--- Records Enclosed Below ---
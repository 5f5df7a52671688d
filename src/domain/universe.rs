//! ETF universe handling and the bulk metric load.
//!
//! Parses ticker lists, fetches price history for every ticker in one bulk
//! call, and derives metrics. Tickers that fail to fetch or have no usable
//! closes are skipped, never fatal on their own.

use crate::domain::error::EtfEngineError;
use crate::domain::etf::{normalize_ticker, UniverseEntry};
use crate::domain::metrics::EtfMetrics;
use crate::ports::price_port::PricePort;
use chrono::NaiveDate;
use std::collections::HashSet;
use tracing::{debug, info, warn};

#[derive(Debug, Clone, thiserror::Error)]
pub enum UniverseError {
    #[error("empty token in ticker list")]
    EmptyToken,

    #[error("duplicate ticker: {0}")]
    DuplicateTicker(String),
}

pub fn parse_tickers(input: &str) -> Result<Vec<String>, UniverseError> {
    let mut tickers = Vec::new();
    let mut seen = HashSet::new();

    for token in input.split(',') {
        let trimmed = token.trim();
        if trimmed.is_empty() {
            return Err(UniverseError::EmptyToken);
        }
        let ticker = normalize_ticker(trimmed);
        if !seen.insert(ticker.clone()) {
            return Err(UniverseError::DuplicateTicker(ticker));
        }
        tickers.push(ticker);
    }

    Ok(tickers)
}

/// Tickers of the universe in file order, first occurrence wins.
pub fn tickers_of(entries: &[UniverseEntry]) -> Vec<String> {
    let mut seen = HashSet::new();
    entries
        .iter()
        .map(|e| normalize_ticker(&e.ticker))
        .filter(|t| !t.is_empty() && seen.insert(t.clone()))
        .collect()
}

/// Keep only the universe entries named in `only`. Names missing from the
/// universe are logged and ignored.
pub fn restrict_universe(entries: Vec<UniverseEntry>, only: &[String]) -> Vec<UniverseEntry> {
    for ticker in only {
        if !entries.iter().any(|e| normalize_ticker(&e.ticker) == *ticker) {
            warn!("{} is not in the universe", ticker);
        }
    }
    entries
        .into_iter()
        .filter(|e| only.contains(&normalize_ticker(&e.ticker)))
        .collect()
}

#[derive(Debug, Clone)]
pub struct MetricsLoad {
    pub metrics: Vec<EtfMetrics>,
    pub skipped: Vec<SkippedTicker>,
}

#[derive(Debug, Clone)]
pub struct SkippedTicker {
    pub ticker: String,
    pub reason: SkipReason,
}

#[derive(Debug, Clone, PartialEq)]
pub enum SkipReason {
    FetchFailed(String),
    NoData,
}

impl std::fmt::Display for SkipReason {
    fn fmt(&self, f: &mut std::fmt::Formatter<'_>) -> std::fmt::Result {
        match self {
            SkipReason::FetchFailed(reason) => write!(f, "fetch failed: {}", reason),
            SkipReason::NoData => write!(f, "no price data"),
        }
    }
}

pub fn load_metrics(
    price_port: &dyn PricePort,
    tickers: &[String],
    start_date: NaiveDate,
    end_date: NaiveDate,
) -> Result<MetricsLoad, EtfEngineError> {
    info!(
        "Fetching prices for {} tickers, {} to {}",
        tickers.len(),
        start_date,
        end_date
    );

    let mut metrics = Vec::new();
    let mut skipped = Vec::new();

    for (ticker, fetched) in price_port.fetch_many(tickers, start_date, end_date) {
        let points = match fetched {
            Ok(points) => points,
            Err(e) => {
                warn!("skipping {} ({})", ticker, e);
                skipped.push(SkippedTicker {
                    ticker,
                    reason: SkipReason::FetchFailed(e.to_string()),
                });
                continue;
            }
        };

        match EtfMetrics::compute(&ticker, &points) {
            Some(m) => {
                debug!("{}: {} closes [OK]", ticker, m.observations);
                metrics.push(m);
            }
            None => {
                warn!("skipping {} (no price data)", ticker);
                skipped.push(SkippedTicker {
                    ticker,
                    reason: SkipReason::NoData,
                });
            }
        }
    }

    if metrics.is_empty() {
        return Err(EtfEngineError::NoPriceData);
    }

    if !skipped.is_empty() {
        info!(
            "Computed metrics for {} of {} tickers",
            metrics.len(),
            metrics.len() + skipped.len()
        );
    }

    Ok(MetricsLoad { metrics, skipped })
}
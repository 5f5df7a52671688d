//! HTML report adapter implementing ReportPort.
//!
//! Generates a self-contained HTML page from an Askama template. All numbers
//! are pre-formatted here so the template only lays out strings.

use std::fs;
use std::path::Path;

use askama::Template;

use crate::adapters::console_report::{pct, pct_opt};
use crate::domain::engine::EngineReport;
use crate::domain::error::EtfEngineError;
use crate::domain::etf::UniverseEntry;
use crate::ports::report_port::ReportPort;

struct MetricsRow {
    ticker: String,
    price: String,
    cagr: String,
    volatility: String,
    drawdown: String,
}

struct SkippedRow {
    ticker: String,
    reason: String,
}

struct ScoredRow {
    ticker: String,
    category: String,
    distribution_yield: String,
    cagr: String,
    income_score: String,
    growth_score: String,
    total_score: String,
}

struct HoldingRow {
    ticker: String,
    category: String,
    distribution_yield: String,
    weight: String,
}

#[derive(Template)]
#[template(path = "report.html")]
struct ReportTemplate<'a> {
    as_of: chrono::NaiveDate,
    universe: &'a [UniverseEntry],
    metrics: Vec<MetricsRow>,
    skipped: Vec<SkippedRow>,
    min_yield: String,
    scored: Vec<ScoredRow>,
    phase: String,
    max_weight: String,
    holdings: Vec<HoldingRow>,
    categories: Vec<(String, String)>,
    over_cap: usize,
    portfolio_yield: String,
}

impl<'a> ReportTemplate<'a> {
    fn from_report(report: &'a EngineReport) -> Self {
        let metrics = report
            .metrics
            .iter()
            .map(|m| MetricsRow {
                ticker: m.ticker.clone(),
                price: format!("{:.2}", m.last_price),
                cagr: pct_opt(m.cagr_5y),
                volatility: pct_opt(m.volatility),
                drawdown: pct_opt(m.max_drawdown),
            })
            .collect();

        let skipped = report
            .skipped
            .iter()
            .map(|s| SkippedRow {
                ticker: s.ticker.clone(),
                reason: s.reason.to_string(),
            })
            .collect();

        let scored = report
            .scored
            .iter()
            .map(|s| ScoredRow {
                ticker: s.ticker().to_string(),
                category: s.category().to_string(),
                distribution_yield: pct(s.distribution_yield()),
                cagr: pct_opt(s.row.metrics.cagr_5y),
                income_score: format!("{:.2}", s.income_score),
                growth_score: format!("{:.2}", s.growth_score),
                total_score: format!("{:.2}", s.total_score),
            })
            .collect();

        let portfolio = &report.portfolio;
        let holdings = portfolio
            .rows
            .iter()
            .map(|r| HoldingRow {
                ticker: r.ticker.clone(),
                category: r.category.clone(),
                distribution_yield: pct(r.distribution_yield),
                weight: pct(r.weight),
            })
            .collect();

        let categories = portfolio
            .category_weights()
            .into_iter()
            .map(|(c, w)| (c, pct(w)))
            .collect();

        ReportTemplate {
            as_of: report.as_of,
            universe: &report.universe,
            metrics,
            skipped,
            min_yield: pct(report.min_yield),
            scored,
            phase: portfolio.phase.to_string(),
            max_weight: pct(portfolio.max_weight),
            holdings,
            categories,
            over_cap: portfolio.over_cap().len(),
            portfolio_yield: pct(report.portfolio_yield()),
        }
    }
}

pub fn render_html(report: &EngineReport) -> Result<String, EtfEngineError> {
    ReportTemplate::from_report(report)
        .render()
        .map_err(|e| EtfEngineError::Report {
            reason: e.to_string(),
        })
}

pub struct HtmlReportAdapter;

impl HtmlReportAdapter {
    pub fn new() -> Self {
        Self
    }
}

impl Default for HtmlReportAdapter {
    fn default() -> Self {
        Self::new()
    }
}

impl ReportPort for HtmlReportAdapter {
    fn write(&self, report: &EngineReport, output_path: &str) -> Result<(), EtfEngineError> {
        let html = render_html(report)?;

        let path = Path::new(output_path);
        if let Some(parent) = path.parent() {
            fs::create_dir_all(parent).map_err(EtfEngineError::Io)?;
        }
        fs::write(path, html).map_err(EtfEngineError::Io)?;

        Ok(())
    }
}
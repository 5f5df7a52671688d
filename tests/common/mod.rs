#![allow(dead_code)]

use chrono::{Duration, NaiveDate};
use etf_engine::domain::error::EtfEngineError;
use etf_engine::domain::etf::{Fundamentals, UniverseEntry};
use etf_engine::domain::price::PricePoint;
use etf_engine::ports::price_port::PricePort;
use etf_engine::ports::reference_port::ReferencePort;
use std::cell::RefCell;
use std::collections::HashMap;
use std::fs;
use std::path::Path;

pub struct MockPricePort {
    pub data: HashMap<String, Vec<PricePoint>>,
    pub errors: HashMap<String, String>,
    pub calls: RefCell<Vec<String>>,
}

impl MockPricePort {
    pub fn new() -> Self {
        Self {
            data: HashMap::new(),
            errors: HashMap::new(),
            calls: RefCell::new(Vec::new()),
        }
    }

    pub fn with_points(mut self, ticker: &str, points: Vec<PricePoint>) -> Self {
        self.data.insert(ticker.to_string(), points);
        self
    }

    pub fn with_closes(self, ticker: &str, closes: &[f64]) -> Self {
        let points = daily_points(date(2020, 1, 2), closes);
        self.with_points(ticker, points)
    }

    pub fn with_error(mut self, ticker: &str, reason: &str) -> Self {
        self.errors.insert(ticker.to_string(), reason.to_string());
        self
    }
}

impl PricePort for MockPricePort {
    fn fetch_closes(
        &self,
        ticker: &str,
        start_date: NaiveDate,
        end_date: NaiveDate,
    ) -> Result<Vec<PricePoint>, EtfEngineError> {
        self.calls.borrow_mut().push(ticker.to_string());
        if let Some(reason) = self.errors.get(ticker) {
            return Err(EtfEngineError::Fetch {
                ticker: ticker.to_string(),
                reason: reason.clone(),
            });
        }
        Ok(self
            .data
            .get(ticker)
            .map(|points| {
                points
                    .iter()
                    .filter(|p| p.date >= start_date && p.date <= end_date)
                    .cloned()
                    .collect()
            })
            .unwrap_or_default())
    }
}

pub struct MockReferencePort {
    pub universe: Vec<UniverseEntry>,
    pub fundamentals: Vec<Fundamentals>,
}

impl MockReferencePort {
    pub fn new() -> Self {
        Self {
            universe: Vec::new(),
            fundamentals: Vec::new(),
        }
    }

    /// Adds the ticker to both tables.
    pub fn with_etf(mut self, ticker: &str, category: &str, distribution_yield: f64) -> Self {
        self.universe.push(UniverseEntry {
            ticker: ticker.to_string(),
            category: category.to_string(),
        });
        self.fundamentals.push(Fundamentals {
            ticker: ticker.to_string(),
            distribution_yield,
            category: category.to_string(),
        });
        self
    }

    /// Universe row with no fundamentals.
    pub fn with_universe_only(mut self, ticker: &str, category: &str) -> Self {
        self.universe.push(UniverseEntry {
            ticker: ticker.to_string(),
            category: category.to_string(),
        });
        self
    }
}

impl ReferencePort for MockReferencePort {
    fn load_universe(&self) -> Result<Vec<UniverseEntry>, EtfEngineError> {
        Ok(self.universe.clone())
    }

    fn load_fundamentals(&self) -> Result<Vec<Fundamentals>, EtfEngineError> {
        Ok(self.fundamentals.clone())
    }
}

pub fn date(y: i32, m: u32, d: u32) -> NaiveDate {
    NaiveDate::from_ymd_opt(y, m, d).unwrap()
}

/// One point per calendar day starting at `start`.
pub fn daily_points(start: NaiveDate, closes: &[f64]) -> Vec<PricePoint> {
    closes
        .iter()
        .enumerate()
        .map(|(i, &c)| PricePoint::new(start + Duration::days(i as i64), c))
        .collect()
}

pub fn constant_series(value: f64, n: usize) -> Vec<f64> {
    vec![value; n]
}

/// Geometric series from `first` to `last` inclusive.
pub fn growth_series(first: f64, last: f64, n: usize) -> Vec<f64> {
    let step = (last / first).powf(1.0 / (n - 1) as f64);
    (0..n).map(|i| first * step.powi(i as i32)).collect()
}

pub fn write_prices_csv(dir: &Path, ticker: &str, points: &[PricePoint]) {
    let mut content = String::from("date,close\n");
    for p in points {
        match p.close {
            Some(c) => content.push_str(&format!("{},{}\n", p.date, c)),
            None => content.push_str(&format!("{},\n", p.date)),
        }
    }
    fs::write(dir.join(format!("{ticker}.csv")), content).unwrap();
}

/// Standard fixture: growth, dividend and covered-call ETFs.
pub fn sample_reference() -> MockReferencePort {
    MockReferencePort::new()
        .with_etf("XEQT.TO", "Growth", 0.018)
        .with_etf("VFV.TO", "Broad Market", 0.011)
        .with_etf("VDY.TO", "Dividend", 0.045)
        .with_etf("XEI.TO", "Dividend", 0.054)
        .with_etf("ZWC.TO", "Covered Call", 0.071)
        .with_etf("ZAG.TO", "Fixed Income", 0.033)
}

pub fn sample_prices() -> MockPricePort {
    MockPricePort::new()
        .with_closes("XEQT.TO", &growth_series(20.0, 32.0, 60))
        .with_closes("VFV.TO", &growth_series(70.0, 140.0, 60))
        .with_closes("VDY.TO", &growth_series(35.0, 45.0, 60))
        .with_closes("XEI.TO", &growth_series(20.0, 24.0, 60))
        .with_closes("ZWC.TO", &growth_series(16.0, 18.0, 60))
        .with_closes("ZAG.TO", &growth_series(15.0, 14.0, 60))
}
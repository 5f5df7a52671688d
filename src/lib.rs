//! etf-engine: ETF metrics, income scoring and phase-based allocation.
//!
//! Hexagonal architecture: domain logic in [`domain`], port traits in [`ports`],
//! concrete implementations in [`adapters`], command-line front end in [`cli`].

pub mod domain;
pub mod ports;
pub mod adapters;
pub mod cli;
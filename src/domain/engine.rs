//! One-pass engine run: universe → prices → metrics → score → portfolio.
//!
//! EngineConfig carries everything a run needs once config and CLI overrides
//! have been resolved.

use std::cmp::Ordering;

use chrono::{Months, NaiveDate};
use tracing::info;

use crate::domain::error::EtfEngineError;
use crate::domain::etf::{Fundamentals, UniverseEntry};
use crate::domain::metrics::EtfMetrics;
use crate::domain::phase::{Phase, PhaseProfile};
use crate::domain::portfolio::{build_portfolio, Portfolio};
use crate::domain::scoring::{join, score_universe, ScoredEtf, ScoringConfig};
use crate::domain::universe::{load_metrics, restrict_universe, tickers_of, SkippedTicker};
use crate::ports::price_port::PricePort;
use crate::ports::reference_port::ReferencePort;

/// Length of the trailing price window.
pub const LOOKBACK_MONTHS: u32 = 60;

#[derive(Debug, Clone)]
pub struct EngineConfig {
    pub start_date: NaiveDate,
    pub end_date: NaiveDate,
    pub scoring: ScoringConfig,
    pub phase: Phase,
    pub profile: PhaseProfile,
    /// Restricts the run to these tickers when set.
    pub tickers: Option<Vec<String>>,
}

impl EngineConfig {
    /// Window of `LOOKBACK_MONTHS` ending on `as_of`, with the default profile
    /// for `phase`.
    pub fn trailing(as_of: NaiveDate, phase: Phase, scoring: ScoringConfig) -> Self {
        Self {
            start_date: window_start(as_of),
            end_date: as_of,
            scoring,
            phase,
            profile: phase.default_profile(),
            tickers: None,
        }
    }
}

pub fn window_start(as_of: NaiveDate) -> NaiveDate {
    as_of
        .checked_sub_months(Months::new(LOOKBACK_MONTHS))
        .unwrap_or(NaiveDate::MIN)
}

#[derive(Debug, Clone)]
pub struct EngineReport {
    pub as_of: NaiveDate,
    pub universe: Vec<UniverseEntry>,
    pub metrics: Vec<EtfMetrics>,
    pub skipped: Vec<SkippedTicker>,
    pub min_yield: f64,
    pub scored: Vec<ScoredEtf>,
    pub portfolio: Portfolio,
}

impl EngineReport {
    pub fn portfolio_yield(&self) -> f64 {
        self.portfolio.portfolio_yield()
    }
}

/// Metrics ordered for display: CAGR descending, undefined CAGR last.
pub fn sort_by_cagr(metrics: &mut [EtfMetrics]) {
    metrics.sort_by(|a, b| match (a.cagr_5y, b.cagr_5y) {
        (Some(x), Some(y)) => y.partial_cmp(&x).unwrap_or(Ordering::Equal),
        (Some(_), None) => Ordering::Less,
        (None, Some(_)) => Ordering::Greater,
        (None, None) => a.ticker.cmp(&b.ticker),
    });
}

/// Load the universe and compute metrics only.
pub fn run_metrics(
    price_port: &dyn PricePort,
    reference_port: &dyn ReferencePort,
    start_date: NaiveDate,
    end_date: NaiveDate,
    only: Option<&[String]>,
) -> Result<(Vec<UniverseEntry>, Vec<EtfMetrics>, Vec<SkippedTicker>), EtfEngineError> {
    let mut universe = reference_port.load_universe()?;
    if let Some(only) = only {
        universe = restrict_universe(universe, only);
    }
    let tickers = tickers_of(&universe);
    info!("Universe: {} tickers", tickers.len());

    let load = load_metrics(price_port, &tickers, start_date, end_date)?;
    let mut metrics = load.metrics;
    sort_by_cagr(&mut metrics);

    Ok((universe, metrics, load.skipped))
}

pub fn run_engine(
    price_port: &dyn PricePort,
    reference_port: &dyn ReferencePort,
    config: &EngineConfig,
) -> Result<EngineReport, EtfEngineError> {
    let (universe, metrics, skipped) = run_metrics(
        price_port,
        reference_port,
        config.start_date,
        config.end_date,
        config.tickers.as_deref(),
    )?;

    let fundamentals: Vec<Fundamentals> = reference_port.load_fundamentals()?;
    let rows = join(&metrics, &fundamentals);
    let scored = score_universe(rows, &config.scoring)?;
    info!(
        "{} ETFs meet the minimum yield of {:.2}%",
        scored.len(),
        config.scoring.min_yield * 100.0
    );

    let portfolio = build_portfolio(&scored, config.phase, &config.profile)?;
    info!(
        "{} portfolio: {} holdings, yield {:.2}%",
        config.phase,
        portfolio.len(),
        portfolio.portfolio_yield() * 100.0
    );

    Ok(EngineReport {
        as_of: config.end_date,
        universe,
        metrics,
        skipped,
        min_yield: config.scoring.min_yield,
        scored,
        portfolio,
    })
}

#[cfg(test)]
mod tests {
    use super::*;

    fn m(ticker: &str, cagr: Option<f64>) -> EtfMetrics {
        EtfMetrics {
            ticker: ticker.to_string(),
            last_price: 1.0,
            observations: 2,
            cagr_5y: cagr,
            volatility: None,
            max_drawdown: Some(0.0),
        }
    }

    #[test]
    fn window_is_five_years() {
        let as_of = NaiveDate::from_ymd_opt(2024, 2, 29).unwrap();
        assert_eq!(
            window_start(as_of),
            NaiveDate::from_ymd_opt(2019, 2, 28).unwrap()
        );
    }

    #[test]
    fn trailing_config_uses_default_profile() {
        let as_of = NaiveDate::from_ymd_opt(2025, 6, 30).unwrap();
        let config = EngineConfig::trailing(as_of, Phase::Growth, ScoringConfig::default());
        assert_eq!(config.end_date, as_of);
        assert_eq!(config.start_date, NaiveDate::from_ymd_opt(2020, 6, 30).unwrap());
        assert_eq!(config.profile, Phase::Growth.default_profile());
    }

    #[test]
    fn cagr_sort_puts_undefined_last() {
        let mut metrics = vec![m("A", None), m("B", Some(0.02)), m("C", Some(0.09))];
        sort_by_cagr(&mut metrics);
        let tickers: Vec<_> = metrics.iter().map(|m| m.ticker.as_str()).collect();
        assert_eq!(tickers, vec!["C", "B", "A"]);
    }
}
--- End of Enclosed Records ---
Tally the lines in the entries above that hold the string "EngineReport" and state the tally alone.

Exercise output:
8